Other areas also planning to tighten their budgets

While Pitt's Provost Area enters the budget-trimming phase of its long-range planning process, other areas of the University also are systematically tightening their belts.

The planning and budgeting committee of the Office of the Senior Vice Chancellor for Health Sciences is developing a formula to prioritize academic programs in the six Health Sciences schools, said Jeffrey Masnick, vice president for Budget and Financial Planning at the University of Pittsburgh Medical Center (UPMC).

Unlike the Provost Area system, the Health Sciences plan won't ask each academic unit to reallocate a specific percentage of funds internally while turning over another percentage to a central pot, according to Masnick. "Our system will be based more on programmatic priorities, without using straight, across-the-board percentage cuts. We might be more likely [than the Provost Area] to actually phase out or terminate programs considered to be low priority, while giving more money to high priority programs," he said.

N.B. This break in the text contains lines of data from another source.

// Copyright (c) 2025 - Cowboy AI, Inc.
//! Segment Commands and Replay
//!
//! Commands carry an update request as data, typically parsed from JSON.
//! Their operands stay untyped until validation, so a command such as
//! `{"op": "add", "from": "0", "to": 10, "amount": 5}` parses fine and is
//! then rejected with `INVALID_TYPE` when applied.
//!
//! ```text
//! Command → IntensitySegments::apply → Result<(), SegmentError>
//! [Command] → replay(config) → ReplayOutcome
//! ```
//!
//! A field left out of the document is reported as `undefined`; an explicit
//! `null` is reported as `object`.
//!
//! # Example
//!
//! ```rust
//! use intensity_segments::commands::{replay, SegmentCommand};
//! use intensity_segments::ReplayConfig;
//!
//! let commands: Vec<SegmentCommand> = serde_json::from_str(r#"[
//!     {"op": "add", "from": 0, "to": 20, "amount": 5},
//!     {"op": "set", "from": 5, "to": 15, "amount": 3}
//! ]"#).unwrap();
//!
//! let outcome = replay(commands, &ReplayConfig::default()).unwrap();
//! assert_eq!(outcome.segments.to_json_string().unwrap(), "[[0,5],[5,3],[15,5],[20,0]]");
//! ```

use serde::{Deserialize, Deserializer, Serialize};
use serde_json::Value;
use tracing::{debug, warn};

use crate::config::ReplayConfig;
use crate::errors::{SegmentError, SegmentResult};
use crate::segments::IntensitySegments;

/// Untyped command operand; `None` when the field was absent
pub type RawOperand = Option<Value>;

/// Update request with unvalidated operands
#[derive(Debug, Clone, PartialEq, Serialize, Deserialize)]
#[serde(tag = "op", rename_all = "lowercase")]
pub enum SegmentCommand {
    /// Add `amount` over `[from, to)`
    Add {
        #[serde(default, deserialize_with = "present", skip_serializing_if = "Option::is_none")]
        from: RawOperand,
        #[serde(default, deserialize_with = "present", skip_serializing_if = "Option::is_none")]
        to: RawOperand,
        #[serde(default, deserialize_with = "present", skip_serializing_if = "Option::is_none")]
        amount: RawOperand,
    },

    /// Overwrite `[from, to)` with `amount`
    Set {
        #[serde(default, deserialize_with = "present", skip_serializing_if = "Option::is_none")]
        from: RawOperand,
        #[serde(default, deserialize_with = "present", skip_serializing_if = "Option::is_none")]
        to: RawOperand,
        #[serde(default, deserialize_with = "present", skip_serializing_if = "Option::is_none")]
        amount: RawOperand,
    },
}

impl SegmentCommand {
    /// Build an add command from numeric operands
    pub fn add(from: f64, to: f64, amount: f64) -> Self {
        SegmentCommand::Add {
            from: Some(Value::from(from)),
            to: Some(Value::from(to)),
            amount: Some(Value::from(amount)),
        }
    }

    /// Build a set command from numeric operands
    pub fn set(from: f64, to: f64, amount: f64) -> Self {
        SegmentCommand::Set {
            from: Some(Value::from(from)),
            to: Some(Value::from(to)),
            amount: Some(Value::from(amount)),
        }
    }

    /// Operation name as it appears in the `op` tag
    pub fn op(&self) -> &'static str {
        match self {
            SegmentCommand::Add { .. } => "add",
            SegmentCommand::Set { .. } => "set",
        }
    }
}

/// Keep an explicit `null` distinct from a missing field
fn present<'de, D>(deserializer: D) -> Result<RawOperand, D::Error>
where
    D: Deserializer<'de>,
{
    Value::deserialize(deserializer).map(Some)
}

impl IntensitySegments {
    /// Validate and apply a single command
    pub fn apply(&mut self, command: &SegmentCommand) -> SegmentResult<()> {
        match command {
            SegmentCommand::Add { from, to, amount } => self.add(from, to, amount),
            SegmentCommand::Set { from, to, amount } => self.set(from, to, amount),
        }
    }
}

/// A command that was skipped during replay
#[derive(Debug, Clone, PartialEq)]
pub struct CommandFailure {
    /// Position of the command in the replayed sequence
    pub index: usize,
    pub error: SegmentError,
}

/// Result of replaying a command sequence into a fresh store
#[derive(Debug, Clone, Default)]
pub struct ReplayOutcome {
    pub segments: IntensitySegments,
    /// Number of commands applied successfully
    pub applied: usize,
    /// Skipped commands, only populated with `continue_on_error`
    pub failures: Vec<CommandFailure>,
}

/// Fold commands into a new store
///
/// # Errors
/// Without `continue_on_error`, the first failing command's error. Each
/// command is all-or-nothing, so skipped commands leave no trace in the store.
pub fn replay<I>(commands: I, config: &ReplayConfig) -> SegmentResult<ReplayOutcome>
where
    I: IntoIterator<Item = SegmentCommand>,
{
    let outcome = commands.into_iter().enumerate().try_fold(
        ReplayOutcome::default(),
        |mut outcome, (index, command)| {
            match outcome.segments.apply(&command) {
                Ok(()) => outcome.applied += 1,
                Err(error) if config.continue_on_error => {
                    warn!("Skipping {} command #{}: {}", command.op(), index, error);
                    outcome.failures.push(CommandFailure { index, error });
                }
                Err(error) => return Err(error),
            }
            Ok(outcome)
        },
    )?;

    debug!(
        "Replayed {} commands ({} skipped) into {} breakpoints",
        outcome.applied + outcome.failures.len(),
        outcome.failures.len(),
        outcome.segments.len()
    );
    Ok(outcome)
}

The Health Sciences system is scheduled to take effect in the fiscal year beginning July 1, 1996. For the upcoming fiscal year, each Health Sciences school has been asked to spell out how it would cut 2 percent from its current budget should reductions be necessary, Masnick said.

UPMC hospitals recently eliminated 800 jobs as part of a five-year plan to transform Pitt's medical center from being the area's costliest hospital system to its least expensive one.

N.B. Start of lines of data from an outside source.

use anyhow::{Result, anyhow};
use serde_json::json;

use pcf_event_bus::{DispatchReport, NotificationPayload, SharedChannel};

use crate::host::{ControlContext, OutputNotifier, Outputs, StandardControl, View};

pub const PASSER_MESSAGE: &str = "Hello from PCF EventPasser";
pub const PASSER_COMPONENT_TYPE: &str = "PCF in Power Pages";
pub const DEFAULT_PASSER_ID: &str = "EventPasserPCF";

/// Publishes a greeting on the page channel each time its button is clicked
#[derive(Default)]
pub struct EventPasser {
    source_id: String,
    channel: Option<SharedChannel>,
    notifier: Option<OutputNotifier>,
    events_sent: usize,
    last_report: Option<DispatchReport>,
}

impl EventPasser {
    pub fn new() -> Self {
        Self::default()
    }

    /// Button handler: publish one notification and flag outputs as changed
    pub fn click(&mut self) -> Result<DispatchReport> {
        let channel = self
            .channel
            .as_ref()
            .ok_or_else(|| anyhow!("EventPasser clicked before init"))?;

        let report = channel.publish(NotificationPayload::new(
            PASSER_MESSAGE,
            PASSER_COMPONENT_TYPE,
            self.source_id.clone(),
        ));
        self.events_sent += 1;
        self.last_report = Some(report.clone());

        if let Some(notifier) = &self.notifier {
            notifier.notify_output_changed();
        }
        Ok(report)
    }

    pub fn events_sent(&self) -> usize {
        self.events_sent
    }

    pub fn source_id(&self) -> &str {
        &self.source_id
    }
}

impl StandardControl for EventPasser {
    fn init(&mut self, context: &ControlContext, notifier: OutputNotifier) -> Result<()> {
        self.source_id = context
            .string_parameter("sourceComponent")
            .unwrap_or(DEFAULT_PASSER_ID)
            .to_string();
        self.channel = Some(context.page.ensure_channel());
        self.notifier = Some(notifier);
        Ok(())
    }

    fn update_view(&mut self, _context: &ControlContext) -> View {
        let mut view = View::new()
            .line("[Send Event]")
            .line(format!("Events sent: {}", self.events_sent));
        if let Some(report) = &self.last_report {
            view = view.line(format!("Last event reached {} listener(s)", report.delivered));
        }
        view
    }

    fn get_outputs(&self) -> Outputs {
        Outputs::from([("eventsSent".to_string(), json!(self.events_sent))])
    }

    fn destroy(&mut self) {
        self.channel = None;
        self.notifier = None;
    }
}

Non-academic units at the lower campus also will do their share to ease Pitt's budget crunch, according to Senior Vice Chancellor for Business and Finance Ben Tuchi, although details on cost-trimming measures in his units are still being worked out, he said.

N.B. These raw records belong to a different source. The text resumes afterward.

use chrono::{DateTime, SecondsFormat, Utc};
use serde::{Deserialize, Serialize};

/// Event type name carried by every peer notification on the shared channel
pub const PEER_EVENT_TYPE: &str = "pcfPeerCommunication";

/// Notification exchanged between controls on the same page
///
/// All four fields are required; deserializing a payload with a missing
/// field fails instead of producing a partially filled record.
#[derive(Clone, Debug, PartialEq, Eq, Serialize, Deserialize)]
#[serde(rename_all = "camelCase")]
pub struct NotificationPayload {
    /// Human-readable message
    pub message: String,
    /// Creation time, serialized as RFC 3339 / ISO-8601
    pub timestamp: DateTime<Utc>,
    /// Kind of control that produced the notification
    pub component_type: String,
    /// Identifier of the control that published the notification
    pub source_component: String,
}

impl NotificationPayload {
    /// Build a payload stamped with the current time
    pub fn new(
        message: impl Into<String>,
        component_type: impl Into<String>,
        source_component: impl Into<String>,
    ) -> Self {
        Self::at(Utc::now(), message, component_type, source_component)
    }

    /// Build a payload with an explicit timestamp
    pub fn at(
        timestamp: DateTime<Utc>,
        message: impl Into<String>,
        component_type: impl Into<String>,
        source_component: impl Into<String>,
    ) -> Self {
        Self {
            message: message.into(),
            timestamp,
            component_type: component_type.into(),
            source_component: source_component.into(),
        }
    }

    /// Whether this payload was published by `component_id`
    pub fn is_from(&self, component_id: &str) -> bool {
        self.source_component == component_id
    }

    /// Timestamp formatted the way browsers print `Date.toISOString()`
    pub fn timestamp_iso(&self) -> String {
        self.timestamp.to_rfc3339_opts(SecondsFormat::Millis, true)
    }
}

Tuchi said he is discussing possible budget-cutting moves with his unit heads, and that he prefers cuts based on dollars rather than percentages. "Rather than do it [trim budgets] arbitrarily, on a percentage basis, we want to examine everything," Tuchi said. "We need to find out what we need to deliver before we perform budget cuts." Setting percentage goals could put an undue burden on some units, according to Tuchi, when just as much money could be saved by trimming in areas better able to absorb it. For example, Chancellor J. Dennis O'Connor recently ordered a reassessment of all capital building and renovation projects — a process that might naturally reduce spending in Facilities Management, Tuchi said.